Ringfort (Rath), Fourcuil, Co. Cork
Co. Cork |
Ringforts
At Fourcuil in County Cork, there is nothing left to see, and that absence is itself the point.
A ringfort once stood here, a circular earthen enclosure of around forty metres in diameter, the kind of defended farmstead that early medieval Irish families built in their thousands across the landscape. This one was recorded on the Ordnance Survey six-inch map of 1902, its outline still legible to cartographers at the turn of the twentieth century. Sometime after that, it was quarried out of existence.

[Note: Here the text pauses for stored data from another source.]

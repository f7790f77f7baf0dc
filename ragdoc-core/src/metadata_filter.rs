use serde::{Deserialize, Serialize};

use crate::{Metadata, Value};

#[derive(Clone, Debug, Serialize, Deserialize, PartialEq)]
pub enum MetadataFilter {
    Eq(String, Value),
    In(String, Vec<Value>),
    Range {
        key: String,
        min: Option<Value>,
        max: Option<Value>,
    },
    All(Vec<MetadataFilter>),
    Any(Vec<MetadataFilter>),
}

impl MetadataFilter {
    pub fn matches(&self, metadata: &Metadata) -> bool {
        match self {
            MetadataFilter::Eq(key, value) => metadata.get(key).map_or(false, |entry| entry == value),
            MetadataFilter::In(key, values) => metadata
                .get(key)
                .map_or(false, |entry| values.iter().any(|value| value == entry)),
            MetadataFilter::Range { key, min, max } => {
                let Some(value) = metadata.get(key).and_then(Value::as_f64) else {
                    return false;
                };
                within_bound(min.as_ref(), |bound| value >= bound)
                    && within_bound(max.as_ref(), |bound| value <= bound)
            }
            MetadataFilter::All(filters) => filters.iter().all(|filter| filter.matches(metadata)),
            MetadataFilter::Any(filters) => filters.iter().any(|filter| filter.matches(metadata)),
        }
    }
}

// A bound that is present but not numeric never matches.
fn within_bound(bound: Option<&Value>, check: impl Fn(f64) -> bool) -> bool {
    match bound {
        None => true,
        Some(bound) => bound.as_f64().map_or(false, check),
    }
}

What the quarrying exposed, before erasing it, was a souterrain, the underground stone-lined passage that often accompanied ringforts and served as storage space or a place of refuge. Souterrains are frequently the last surviving element of a fort complex, outlasting the earthworks above them simply by virtue of being buried, but here even that was not enough. The destruction of the site brought the hidden passage to light only in the moment of its loss, a brief and unwitnessed archaeology.
There is no visible trace of the enclosure at Fourcuil today, and no physical detail survives to visit or examine. What remains is the map record and the knowledge that the land here was once shaped by people who built their lives within a banked and ditched circle, and that somewhere beneath or beside the quarry workings, at least part of that past briefly resurfaced before disappearing for good.